_ABOUT THIS TASK_
Only a number is wanted here: the count of lines in the entries below that contain the word "License".

[RAW DATA — start]

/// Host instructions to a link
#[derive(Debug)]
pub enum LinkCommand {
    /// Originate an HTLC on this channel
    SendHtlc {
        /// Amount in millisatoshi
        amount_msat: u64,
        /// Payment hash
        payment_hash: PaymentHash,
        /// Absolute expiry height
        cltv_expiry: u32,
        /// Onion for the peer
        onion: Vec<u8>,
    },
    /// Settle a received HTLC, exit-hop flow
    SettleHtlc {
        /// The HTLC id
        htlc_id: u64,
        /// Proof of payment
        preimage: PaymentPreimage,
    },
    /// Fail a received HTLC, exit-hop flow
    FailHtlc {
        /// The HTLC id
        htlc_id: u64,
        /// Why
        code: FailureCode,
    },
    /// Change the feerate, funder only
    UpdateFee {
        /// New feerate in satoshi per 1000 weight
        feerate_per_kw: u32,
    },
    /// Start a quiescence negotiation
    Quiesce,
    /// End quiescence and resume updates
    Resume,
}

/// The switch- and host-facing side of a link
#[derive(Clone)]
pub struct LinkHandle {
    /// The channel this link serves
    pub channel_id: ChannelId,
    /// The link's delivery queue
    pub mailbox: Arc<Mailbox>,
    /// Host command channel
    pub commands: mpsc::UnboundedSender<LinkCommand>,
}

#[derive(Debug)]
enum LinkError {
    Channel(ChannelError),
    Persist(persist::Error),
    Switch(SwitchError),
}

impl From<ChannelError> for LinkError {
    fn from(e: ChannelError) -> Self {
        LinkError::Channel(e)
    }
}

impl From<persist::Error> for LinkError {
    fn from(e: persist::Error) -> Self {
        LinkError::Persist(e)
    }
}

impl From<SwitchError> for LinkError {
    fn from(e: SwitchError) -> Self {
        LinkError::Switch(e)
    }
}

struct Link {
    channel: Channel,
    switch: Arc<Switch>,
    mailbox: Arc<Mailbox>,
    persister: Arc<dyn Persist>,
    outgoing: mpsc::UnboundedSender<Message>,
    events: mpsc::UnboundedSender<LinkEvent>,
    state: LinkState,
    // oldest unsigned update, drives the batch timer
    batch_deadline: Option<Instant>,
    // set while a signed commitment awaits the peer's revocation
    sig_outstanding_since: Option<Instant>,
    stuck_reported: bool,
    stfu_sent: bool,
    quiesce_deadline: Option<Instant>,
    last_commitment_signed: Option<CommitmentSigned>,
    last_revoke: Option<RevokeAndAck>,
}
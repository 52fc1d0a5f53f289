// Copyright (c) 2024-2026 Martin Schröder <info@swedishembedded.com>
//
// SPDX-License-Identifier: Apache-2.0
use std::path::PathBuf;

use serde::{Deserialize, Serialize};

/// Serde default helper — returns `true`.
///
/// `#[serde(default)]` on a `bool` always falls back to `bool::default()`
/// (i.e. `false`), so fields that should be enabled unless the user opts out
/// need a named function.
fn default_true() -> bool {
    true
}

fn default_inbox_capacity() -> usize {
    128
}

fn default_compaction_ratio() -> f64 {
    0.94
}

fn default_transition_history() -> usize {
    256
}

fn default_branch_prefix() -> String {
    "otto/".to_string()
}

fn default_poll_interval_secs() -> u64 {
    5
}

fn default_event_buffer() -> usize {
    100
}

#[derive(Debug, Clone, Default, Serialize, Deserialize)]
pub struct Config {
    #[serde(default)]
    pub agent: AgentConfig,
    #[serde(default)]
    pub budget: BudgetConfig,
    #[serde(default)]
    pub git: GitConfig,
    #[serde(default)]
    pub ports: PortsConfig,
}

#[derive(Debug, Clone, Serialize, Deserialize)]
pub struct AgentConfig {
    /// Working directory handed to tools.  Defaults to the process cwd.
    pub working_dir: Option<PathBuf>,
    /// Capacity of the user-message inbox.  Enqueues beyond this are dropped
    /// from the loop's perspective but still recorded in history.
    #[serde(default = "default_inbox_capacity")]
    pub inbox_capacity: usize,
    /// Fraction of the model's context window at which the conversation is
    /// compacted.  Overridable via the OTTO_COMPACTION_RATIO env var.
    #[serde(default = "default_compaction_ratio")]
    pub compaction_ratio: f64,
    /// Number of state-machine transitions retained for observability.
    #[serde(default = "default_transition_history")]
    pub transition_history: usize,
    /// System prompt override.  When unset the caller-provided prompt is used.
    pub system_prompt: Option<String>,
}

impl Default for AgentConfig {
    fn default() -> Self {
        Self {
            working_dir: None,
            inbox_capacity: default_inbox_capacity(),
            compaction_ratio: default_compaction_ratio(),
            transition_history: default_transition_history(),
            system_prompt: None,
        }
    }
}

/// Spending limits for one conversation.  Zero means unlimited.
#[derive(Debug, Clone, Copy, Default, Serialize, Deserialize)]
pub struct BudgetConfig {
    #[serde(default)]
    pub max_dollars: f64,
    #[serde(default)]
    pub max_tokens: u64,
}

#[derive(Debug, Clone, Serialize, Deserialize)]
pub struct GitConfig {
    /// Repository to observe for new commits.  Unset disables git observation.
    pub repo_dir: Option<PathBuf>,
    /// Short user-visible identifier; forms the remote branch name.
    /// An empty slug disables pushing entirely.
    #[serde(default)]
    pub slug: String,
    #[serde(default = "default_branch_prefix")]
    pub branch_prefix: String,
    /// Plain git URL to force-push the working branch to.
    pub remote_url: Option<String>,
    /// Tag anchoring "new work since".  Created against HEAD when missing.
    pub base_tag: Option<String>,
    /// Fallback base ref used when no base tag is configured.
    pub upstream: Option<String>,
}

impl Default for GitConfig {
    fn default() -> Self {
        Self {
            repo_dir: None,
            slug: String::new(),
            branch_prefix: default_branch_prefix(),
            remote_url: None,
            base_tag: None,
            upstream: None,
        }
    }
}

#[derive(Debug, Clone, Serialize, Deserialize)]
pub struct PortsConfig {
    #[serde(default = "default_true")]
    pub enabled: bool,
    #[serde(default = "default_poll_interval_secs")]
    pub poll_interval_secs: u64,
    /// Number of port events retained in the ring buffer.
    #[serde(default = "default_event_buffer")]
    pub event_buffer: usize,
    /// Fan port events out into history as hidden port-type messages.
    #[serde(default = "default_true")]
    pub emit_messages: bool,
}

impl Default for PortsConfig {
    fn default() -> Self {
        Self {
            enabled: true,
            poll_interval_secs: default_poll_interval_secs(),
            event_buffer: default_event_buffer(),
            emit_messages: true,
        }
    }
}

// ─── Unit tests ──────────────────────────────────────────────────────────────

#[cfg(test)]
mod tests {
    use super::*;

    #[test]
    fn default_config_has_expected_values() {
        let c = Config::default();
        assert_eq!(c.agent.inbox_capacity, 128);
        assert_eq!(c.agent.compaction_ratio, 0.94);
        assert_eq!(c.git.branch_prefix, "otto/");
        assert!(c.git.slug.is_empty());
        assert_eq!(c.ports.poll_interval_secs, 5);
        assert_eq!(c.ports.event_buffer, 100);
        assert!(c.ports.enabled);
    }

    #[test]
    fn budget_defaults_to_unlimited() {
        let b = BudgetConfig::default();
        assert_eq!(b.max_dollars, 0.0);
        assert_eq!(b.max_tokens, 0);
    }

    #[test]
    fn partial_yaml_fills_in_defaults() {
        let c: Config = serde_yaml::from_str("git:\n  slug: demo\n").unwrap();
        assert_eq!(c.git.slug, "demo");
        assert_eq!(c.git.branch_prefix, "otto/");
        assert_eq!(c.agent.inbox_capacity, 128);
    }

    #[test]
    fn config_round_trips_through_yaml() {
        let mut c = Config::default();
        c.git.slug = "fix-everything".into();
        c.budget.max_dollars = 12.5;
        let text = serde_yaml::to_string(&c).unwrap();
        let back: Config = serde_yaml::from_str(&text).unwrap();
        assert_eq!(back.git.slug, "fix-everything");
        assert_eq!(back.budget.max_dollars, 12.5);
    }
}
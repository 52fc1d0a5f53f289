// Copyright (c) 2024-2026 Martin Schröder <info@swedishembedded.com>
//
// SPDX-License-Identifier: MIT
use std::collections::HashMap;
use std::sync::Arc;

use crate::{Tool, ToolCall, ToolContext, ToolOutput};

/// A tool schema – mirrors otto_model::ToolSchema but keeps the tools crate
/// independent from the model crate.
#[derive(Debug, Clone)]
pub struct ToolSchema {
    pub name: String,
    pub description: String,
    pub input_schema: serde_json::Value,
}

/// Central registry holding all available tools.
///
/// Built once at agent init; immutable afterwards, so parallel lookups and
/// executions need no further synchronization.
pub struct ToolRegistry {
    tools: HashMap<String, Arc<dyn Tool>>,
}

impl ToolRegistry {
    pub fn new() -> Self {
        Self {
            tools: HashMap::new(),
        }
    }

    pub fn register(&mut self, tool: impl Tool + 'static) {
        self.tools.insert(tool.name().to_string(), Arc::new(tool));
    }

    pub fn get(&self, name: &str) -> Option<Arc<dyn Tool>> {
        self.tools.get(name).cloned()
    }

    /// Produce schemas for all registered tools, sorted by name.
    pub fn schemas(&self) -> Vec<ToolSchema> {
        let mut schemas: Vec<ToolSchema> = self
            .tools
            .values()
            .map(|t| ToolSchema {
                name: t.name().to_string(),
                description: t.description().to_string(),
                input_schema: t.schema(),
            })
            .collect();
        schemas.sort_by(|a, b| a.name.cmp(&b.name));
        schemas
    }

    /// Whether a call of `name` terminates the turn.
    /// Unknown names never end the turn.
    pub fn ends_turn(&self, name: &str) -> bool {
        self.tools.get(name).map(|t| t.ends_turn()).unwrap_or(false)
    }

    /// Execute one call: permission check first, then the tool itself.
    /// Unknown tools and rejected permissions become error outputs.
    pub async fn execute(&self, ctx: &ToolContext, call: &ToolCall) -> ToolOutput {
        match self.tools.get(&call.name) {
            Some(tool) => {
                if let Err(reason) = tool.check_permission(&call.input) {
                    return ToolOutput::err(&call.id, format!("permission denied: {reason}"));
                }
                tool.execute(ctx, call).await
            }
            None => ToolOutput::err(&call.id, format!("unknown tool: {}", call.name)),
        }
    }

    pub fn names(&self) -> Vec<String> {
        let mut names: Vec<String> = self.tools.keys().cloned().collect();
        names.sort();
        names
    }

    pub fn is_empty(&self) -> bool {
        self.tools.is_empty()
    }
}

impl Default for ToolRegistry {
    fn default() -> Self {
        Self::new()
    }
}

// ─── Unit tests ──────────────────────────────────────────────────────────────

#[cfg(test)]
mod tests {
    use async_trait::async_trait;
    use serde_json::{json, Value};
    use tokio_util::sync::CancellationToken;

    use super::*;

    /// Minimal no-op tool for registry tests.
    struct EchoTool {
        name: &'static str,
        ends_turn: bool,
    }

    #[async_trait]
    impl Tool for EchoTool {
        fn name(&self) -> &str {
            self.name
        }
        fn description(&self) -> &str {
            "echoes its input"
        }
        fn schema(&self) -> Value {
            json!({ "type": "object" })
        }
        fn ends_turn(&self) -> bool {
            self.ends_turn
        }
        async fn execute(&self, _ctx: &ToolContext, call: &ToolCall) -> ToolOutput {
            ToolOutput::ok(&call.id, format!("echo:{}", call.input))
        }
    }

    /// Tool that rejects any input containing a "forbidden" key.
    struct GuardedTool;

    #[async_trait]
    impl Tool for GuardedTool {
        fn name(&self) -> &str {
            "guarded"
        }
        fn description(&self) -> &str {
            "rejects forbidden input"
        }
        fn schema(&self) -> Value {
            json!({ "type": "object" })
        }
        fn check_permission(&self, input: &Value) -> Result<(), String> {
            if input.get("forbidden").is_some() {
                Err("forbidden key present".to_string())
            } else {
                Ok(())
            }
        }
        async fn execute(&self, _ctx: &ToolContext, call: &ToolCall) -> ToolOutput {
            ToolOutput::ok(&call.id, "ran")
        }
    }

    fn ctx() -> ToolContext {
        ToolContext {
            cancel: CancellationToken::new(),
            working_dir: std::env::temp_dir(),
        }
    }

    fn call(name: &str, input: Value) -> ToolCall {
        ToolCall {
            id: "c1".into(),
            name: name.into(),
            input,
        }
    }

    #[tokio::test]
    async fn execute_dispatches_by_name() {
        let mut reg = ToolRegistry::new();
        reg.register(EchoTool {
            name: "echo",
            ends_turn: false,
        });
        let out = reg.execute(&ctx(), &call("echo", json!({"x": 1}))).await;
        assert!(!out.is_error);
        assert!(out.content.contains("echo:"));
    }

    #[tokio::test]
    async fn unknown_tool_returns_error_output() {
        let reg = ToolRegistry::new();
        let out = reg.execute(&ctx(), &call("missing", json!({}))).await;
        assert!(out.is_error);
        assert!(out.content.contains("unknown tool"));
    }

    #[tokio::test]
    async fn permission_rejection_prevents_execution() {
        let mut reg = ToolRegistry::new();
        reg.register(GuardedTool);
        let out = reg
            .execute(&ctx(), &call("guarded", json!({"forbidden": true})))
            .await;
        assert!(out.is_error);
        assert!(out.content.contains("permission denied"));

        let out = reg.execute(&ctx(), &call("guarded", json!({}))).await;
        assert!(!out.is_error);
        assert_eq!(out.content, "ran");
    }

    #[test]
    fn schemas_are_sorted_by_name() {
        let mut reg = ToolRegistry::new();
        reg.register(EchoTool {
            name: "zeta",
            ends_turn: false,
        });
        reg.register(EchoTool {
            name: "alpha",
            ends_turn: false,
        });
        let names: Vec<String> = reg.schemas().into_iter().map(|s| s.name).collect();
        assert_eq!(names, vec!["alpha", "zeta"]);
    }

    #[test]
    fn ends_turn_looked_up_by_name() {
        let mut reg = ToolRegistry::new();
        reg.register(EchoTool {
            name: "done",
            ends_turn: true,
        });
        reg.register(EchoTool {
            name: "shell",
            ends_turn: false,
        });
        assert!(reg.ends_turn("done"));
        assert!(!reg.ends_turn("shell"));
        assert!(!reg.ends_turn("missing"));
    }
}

[RAW DATA — finish]

_FINISHED EXERCISE_
2